### [Records supplied]
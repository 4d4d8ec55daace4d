use std::sync::{Arc, Mutex, PoisonError};

use serde::Serialize;

/// Running counters for one scheduler.
#[derive(Debug, Clone, Default, PartialEq, Eq, Serialize)]
pub struct BatchStats {
    /// Messages handed to the scheduler.
    pub received: u64,
    /// Messages refused by the decoder or validator.
    pub rejected: u64,
    pub flushes: u64,
    pub items_flushed: u64,
    /// Handler calls that returned a batch-level error.
    pub handler_errors: u64,
    pub retried: u64,
    pub dead_lettered: u64,
    pub resubmit_failures: u64,
    pub dead_letter_failures: u64,
}

/// Shared, lock-protected [`BatchStats`].
#[derive(Debug, Clone, Default)]
pub(crate) struct SharedStats(Arc<Mutex<BatchStats>>);

impl SharedStats {
    pub(crate) fn record(&self, update: impl FnOnce(&mut BatchStats)) {
        let mut stats = self.0.lock().unwrap_or_else(PoisonError::into_inner);
        update(&mut stats);
    }

    pub(crate) fn snapshot(&self) -> BatchStats {
        self.0.lock().unwrap_or_else(PoisonError::into_inner).clone()
    }
}
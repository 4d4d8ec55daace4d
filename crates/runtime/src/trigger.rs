//! Flush readiness policy: size OR age, never for an empty buffer.

use std::time::Duration;

use batchline_core::BatchConfig;

/// Why a flush happened.
#[derive(Debug, Copy, Clone, PartialEq, Eq)]
pub enum FlushReason {
    /// Buffer reached `batch_size`.
    Size,
    /// `timeout` elapsed since the last flush.
    Timeout,
    /// Caller asked for it (shutdown drain, manual flush).
    Forced,
}

impl FlushReason {
    pub fn as_str(&self) -> &'static str {
        match self {
            FlushReason::Size => "size",
            FlushReason::Timeout => "timeout",
            FlushReason::Forced => "forced",
        }
    }
}

#[derive(Debug, Copy, Clone, PartialEq, Eq)]
pub struct FlushTrigger {
    batch_size: usize,
    timeout: Duration,
}

impl FlushTrigger {
    pub fn new(batch_size: usize, timeout: Duration) -> Self {
        Self {
            batch_size,
            timeout,
        }
    }

    pub fn from_config(config: &BatchConfig) -> Self {
        Self::new(config.batch_size, config.timeout())
    }

    pub fn batch_size(&self) -> usize {
        self.batch_size
    }

    pub fn timeout(&self) -> Duration {
        self.timeout
    }

    /// Reason to flush `pending` items that have waited `since_last_flush`,
    /// if any. Size wins over timeout when both hold.
    pub fn check(&self, pending: usize, since_last_flush: Duration) -> Option<FlushReason> {
        if pending == 0 {
            return None;
        }
        if pending >= self.batch_size {
            return Some(FlushReason::Size);
        }
        if since_last_flush >= self.timeout {
            return Some(FlushReason::Timeout);
        }
        None
    }

    pub fn is_ready(&self, pending: usize, since_last_flush: Duration) -> bool {
        self.check(pending, since_last_flush).is_some()
    }
}
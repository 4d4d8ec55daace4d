//! Injectable logging capability.
//!
//! Runtime components never call a global logger directly; they receive an
//! `Arc<dyn Logger>` at construction. Level filtering is the logger's own
//! business: callers may ask [`Logger::enabled`] before doing expensive
//! formatting work, but never branch on the logger otherwise.

use std::fmt;
use std::sync::{Mutex, PoisonError};

use serde::Serialize;

#[derive(Debug, Copy, Clone, PartialEq, Eq, PartialOrd, Ord, Hash, Serialize)]
#[serde(rename_all = "snake_case")]
pub enum LogLevel {
    Debug,
    Info,
    Warn,
    Error,
}

impl fmt::Display for LogLevel {
    fn fmt(&self, f: &mut fmt::Formatter<'_>) -> fmt::Result {
        let s = match self {
            LogLevel::Debug => "debug",
            LogLevel::Info => "info",
            LogLevel::Warn => "warn",
            LogLevel::Error => "error",
        };
        f.write_str(s)
    }
}

/// Structured-ish logging sink.
///
/// Only [`Logger::log`] is required. Messages are passed as
/// `fmt::Arguments` so disabled levels cost nothing to skip.
pub trait Logger: Send + Sync {
    fn enabled(&self, _level: LogLevel) -> bool {
        true
    }

    fn log(&self, level: LogLevel, args: fmt::Arguments<'_>);

    fn debug(&self, args: fmt::Arguments<'_>) {
        if self.enabled(LogLevel::Debug) {
            self.log(LogLevel::Debug, args);
        }
    }

    fn info(&self, args: fmt::Arguments<'_>) {
        if self.enabled(LogLevel::Info) {
            self.log(LogLevel::Info, args);
        }
    }

    fn warn(&self, args: fmt::Arguments<'_>) {
        if self.enabled(LogLevel::Warn) {
            self.log(LogLevel::Warn, args);
        }
    }

    fn error(&self, args: fmt::Arguments<'_>) {
        if self.enabled(LogLevel::Error) {
            self.log(LogLevel::Error, args);
        }
    }
}

/// Forwards to `tracing`, tagging every event with a component name.
#[derive(Debug, Clone)]
pub struct TracingLogger {
    component: String,
}

impl TracingLogger {
    pub fn new(component: impl Into<String>) -> Self {
        Self {
            component: component.into(),
        }
    }
}

impl Default for TracingLogger {
    fn default() -> Self {
        Self::new("batchline")
    }
}

impl Logger for TracingLogger {
    fn enabled(&self, level: LogLevel) -> bool {
        match level {
            LogLevel::Debug => ::tracing::enabled!(::tracing::Level::DEBUG),
            LogLevel::Info => ::tracing::enabled!(::tracing::Level::INFO),
            LogLevel::Warn => ::tracing::enabled!(::tracing::Level::WARN),
            LogLevel::Error => ::tracing::enabled!(::tracing::Level::ERROR),
        }
    }

    fn log(&self, level: LogLevel, args: fmt::Arguments<'_>) {
        let component = self.component.as_str();
        match level {
            LogLevel::Debug => ::tracing::debug!(component, "{}", args),
            LogLevel::Info => ::tracing::info!(component, "{}", args),
            LogLevel::Warn => ::tracing::warn!(component, "{}", args),
            LogLevel::Error => ::tracing::error!(component, "{}", args),
        }
    }
}

/// Discards everything.
#[derive(Debug, Clone, Copy, Default)]
pub struct NoopLogger;

impl Logger for NoopLogger {
    fn enabled(&self, _level: LogLevel) -> bool {
        false
    }

    fn log(&self, _level: LogLevel, _args: fmt::Arguments<'_>) {}
}

/// Keeps every record in memory (tests, diagnostics endpoints).
#[derive(Debug, Default)]
pub struct MemoryLogger {
    min_level: Option<LogLevel>,
    records: Mutex<Vec<(LogLevel, String)>>,
}

impl MemoryLogger {
    pub fn new() -> Self {
        Self::default()
    }

    /// Only keep records at `level` or above.
    pub fn with_min_level(level: LogLevel) -> Self {
        Self {
            min_level: Some(level),
            records: Mutex::new(Vec::new()),
        }
    }

    pub fn records(&self) -> Vec<(LogLevel, String)> {
        self.records
            .lock()
            .unwrap_or_else(PoisonError::into_inner)
            .clone()
    }

    /// Records at exactly `level`.
    pub fn at(&self, level: LogLevel) -> Vec<String> {
        self.records()
            .into_iter()
            .filter(|(l, _)| *l == level)
            .map(|(_, text)| text)
            .collect()
    }

    /// Whether any record at `level` contains `needle`.
    pub fn contains(&self, level: LogLevel, needle: &str) -> bool {
        self.at(level).iter().any(|text| text.contains(needle))
    }
}

impl Logger for MemoryLogger {
    fn enabled(&self, level: LogLevel) -> bool {
        self.min_level.is_none_or(|min| level >= min)
    }

    fn log(&self, level: LogLevel, args: fmt::Arguments<'_>) {
        self.records
            .lock()
            .unwrap_or_else(PoisonError::into_inner)
            .push((level, args.to_string()));
    }
}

### [Aim of the task]
Give back all the data exactly as it was written.

### [Result of this exercise]
repository 4d4d8ec55daace4d
use std::sync::{Arc, Mutex, PoisonError};

use serde::Serialize;

/// Running counters for one scheduler.
#[derive(Debug, Clone, Default, PartialEq, Eq, Serialize)]
pub struct BatchStats {
    /// Messages handed to the scheduler.
    pub received: u64,
    /// Messages refused by the decoder or validator.
    pub rejected: u64,
    pub flushes: u64,
    pub items_flushed: u64,
    /// Handler calls that returned a batch-level error.
    pub handler_errors: u64,
    pub retried: u64,
    pub dead_lettered: u64,
    pub resubmit_failures: u64,
    pub dead_letter_failures: u64,
}

/// Shared, lock-protected [`BatchStats`].
#[derive(Debug, Clone, Default)]
pub(crate) struct SharedStats(Arc<Mutex<BatchStats>>);

impl SharedStats {
    pub(crate) fn record(&self, update: impl FnOnce(&mut BatchStats)) {
        let mut stats = self.0.lock().unwrap_or_else(PoisonError::into_inner);
        update(&mut stats);
    }

    pub(crate) fn snapshot(&self) -> BatchStats {
        self.0.lock().unwrap_or_else(PoisonError::into_inner).clone()
    }
}
repository 4d4d8ec55daace4d
filename crates/runtime/src/trigger.rs
//! Flush readiness policy: size OR age, never for an empty buffer.

use std::time::Duration;

use batchline_core::BatchConfig;

/// Why a flush happened.
#[derive(Debug, Copy, Clone, PartialEq, Eq)]
pub enum FlushReason {
    /// Buffer reached `batch_size`.
    Size,
    /// `timeout` elapsed since the last flush.
    Timeout,
    /// Caller asked for it (shutdown drain, manual flush).
    Forced,
}

impl FlushReason {
    pub fn as_str(&self) -> &'static str {
        match self {
            FlushReason::Size => "size",
            FlushReason::Timeout => "timeout",
            FlushReason::Forced => "forced",
        }
    }
}

#[derive(Debug, Copy, Clone, PartialEq, Eq)]
pub struct FlushTrigger {
    batch_size: usize,
    timeout: Duration,
}

impl FlushTrigger {
    pub fn new(batch_size: usize, timeout: Duration) -> Self {
        Self {
            batch_size,
            timeout,
        }
    }

    pub fn from_config(config: &BatchConfig) -> Self {
        Self::new(config.batch_size, config.timeout())
    }

    pub fn batch_size(&self) -> usize {
        self.batch_size
    }

    pub fn timeout(&self) -> Duration {
        self.timeout
    }

    /// Reason to flush `pending` items that have waited `since_last_flush`,
    /// if any. Size wins over timeout when both hold.
    pub fn check(&self, pending: usize, since_last_flush: Duration) -> Option<FlushReason> {
        if pending == 0 {
            return None;
        }
        if pending >= self.batch_size {
            return Some(FlushReason::Size);
        }
        if since_last_flush >= self.timeout {
            return Some(FlushReason::Timeout);
        }
        None
    }

    pub fn is_ready(&self, pending: usize, since_last_flush: Duration) -> bool {
        self.check(pending, since_last_flush).is_some()
    }
}
repository 4d4d8ec55daace4d
//! Injectable logging capability.
//!
//! Runtime components never call a global logger directly; they receive an
//! `Arc<dyn Logger>` at construction. Level filtering is the logger's own
//! business: callers may ask [`Logger::enabled`] before doing expensive
//! formatting work, but never branch on the logger otherwise.

use std::fmt;
use std::sync::{Mutex, PoisonError};

use serde::Serialize;

#[derive(Debug, Copy, Clone, PartialEq, Eq, PartialOrd, Ord, Hash, Serialize)]
#[serde(rename_all = "snake_case")]
pub enum LogLevel {
    Debug,
    Info,
    Warn,
    Error,
}

impl fmt::Display for LogLevel {
    fn fmt(&self, f: &mut fmt::Formatter<'_>) -> fmt::Result {
        let s = match self {
            LogLevel::Debug => "debug",
            LogLevel::Info => "info",
            LogLevel::Warn => "warn",
            LogLevel::Error => "error",
        };
        f.write_str(s)
    }
}

/// Structured-ish logging sink.
///
/// Only [`Logger::log`] is required. Messages are passed as
/// `fmt::Arguments` so disabled levels cost nothing to skip.
pub trait Logger: Send + Sync {
    fn enabled(&self, _level: LogLevel) -> bool {
        true
    }

    fn log(&self, level: LogLevel, args: fmt::Arguments<'_>);

    fn debug(&self, args: fmt::Arguments<'_>) {
        if self.enabled(LogLevel::Debug) {
            self.log(LogLevel::Debug, args);
        }
    }

    fn info(&self, args: fmt::Arguments<'_>) {
        if self.enabled(LogLevel::Info) {
            self.log(LogLevel::Info, args);
        }
    }

    fn warn(&self, args: fmt::Arguments<'_>) {
        if self.enabled(LogLevel::Warn) {
            self.log(LogLevel::Warn, args);
        }
    }

    fn error(&self, args: fmt::Arguments<'_>) {
        if self.enabled(LogLevel::Error) {
            self.log(LogLevel::Error, args);
        }
    }
}

/// Forwards to `tracing`, tagging every event with a component name.
#[derive(Debug, Clone)]
pub struct TracingLogger {
    component: String,
}

impl TracingLogger {
    pub fn new(component: impl Into<String>) -> Self {
        Self {
            component: component.into(),
        }
    }
}

impl Default for TracingLogger {
    fn default() -> Self {
        Self::new("batchline")
    }
}

impl Logger for TracingLogger {
    fn enabled(&self, level: LogLevel) -> bool {
        match level {
            LogLevel::Debug => ::tracing::enabled!(::tracing::Level::DEBUG),
            LogLevel::Info => ::tracing::enabled!(::tracing::Level::INFO),
            LogLevel::Warn => ::tracing::enabled!(::tracing::Level::WARN),
            LogLevel::Error => ::tracing::enabled!(::tracing::Level::ERROR),
        }
    }

    fn log(&self, level: LogLevel, args: fmt::Arguments<'_>) {
        let component = self.component.as_str();
        match level {
            LogLevel::Debug => ::tracing::debug!(component, "{}", args),
            LogLevel::Info => ::tracing::info!(component, "{}", args),
            LogLevel::Warn => ::tracing::warn!(component, "{}", args),
            LogLevel::Error => ::tracing::error!(component, "{}", args),
        }
    }
}

/// Discards everything.
#[derive(Debug, Clone, Copy, Default)]
pub struct NoopLogger;

impl Logger for NoopLogger {
    fn enabled(&self, _level: LogLevel) -> bool {
        false
    }

    fn log(&self, _level: LogLevel, _args: fmt::Arguments<'_>) {}
}

/// Keeps every record in memory (tests, diagnostics endpoints).
#[derive(Debug, Default)]
pub struct MemoryLogger {
    min_level: Option<LogLevel>,
    records: Mutex<Vec<(LogLevel, String)>>,
}

impl MemoryLogger {
    pub fn new() -> Self {
        Self::default()
    }

    /// Only keep records at `level` or above.
    pub fn with_min_level(level: LogLevel) -> Self {
        Self {
            min_level: Some(level),
            records: Mutex::new(Vec::new()),
        }
    }

    pub fn records(&self) -> Vec<(LogLevel, String)> {
        self.records
            .lock()
            .unwrap_or_else(PoisonError::into_inner)
            .clone()
    }

    /// Records at exactly `level`.
    pub fn at(&self, level: LogLevel) -> Vec<String> {
        self.records()
            .into_iter()
            .filter(|(l, _)| *l == level)
            .map(|(_, text)| text)
            .collect()
    }

    /// Whether any record at `level` contains `needle`.
    pub fn contains(&self, level: LogLevel, needle: &str) -> bool {
        self.at(level).iter().any(|text| text.contains(needle))
    }
}

impl Logger for MemoryLogger {
    fn enabled(&self, level: LogLevel) -> bool {
        self.min_level.is_none_or(|min| level >= min)
    }

    fn log(&self, level: LogLevel, args: fmt::Arguments<'_>) {
        self.records
            .lock()
            .unwrap_or_else(PoisonError::into_inner)
            .push((level, args.to_string()));
    }
}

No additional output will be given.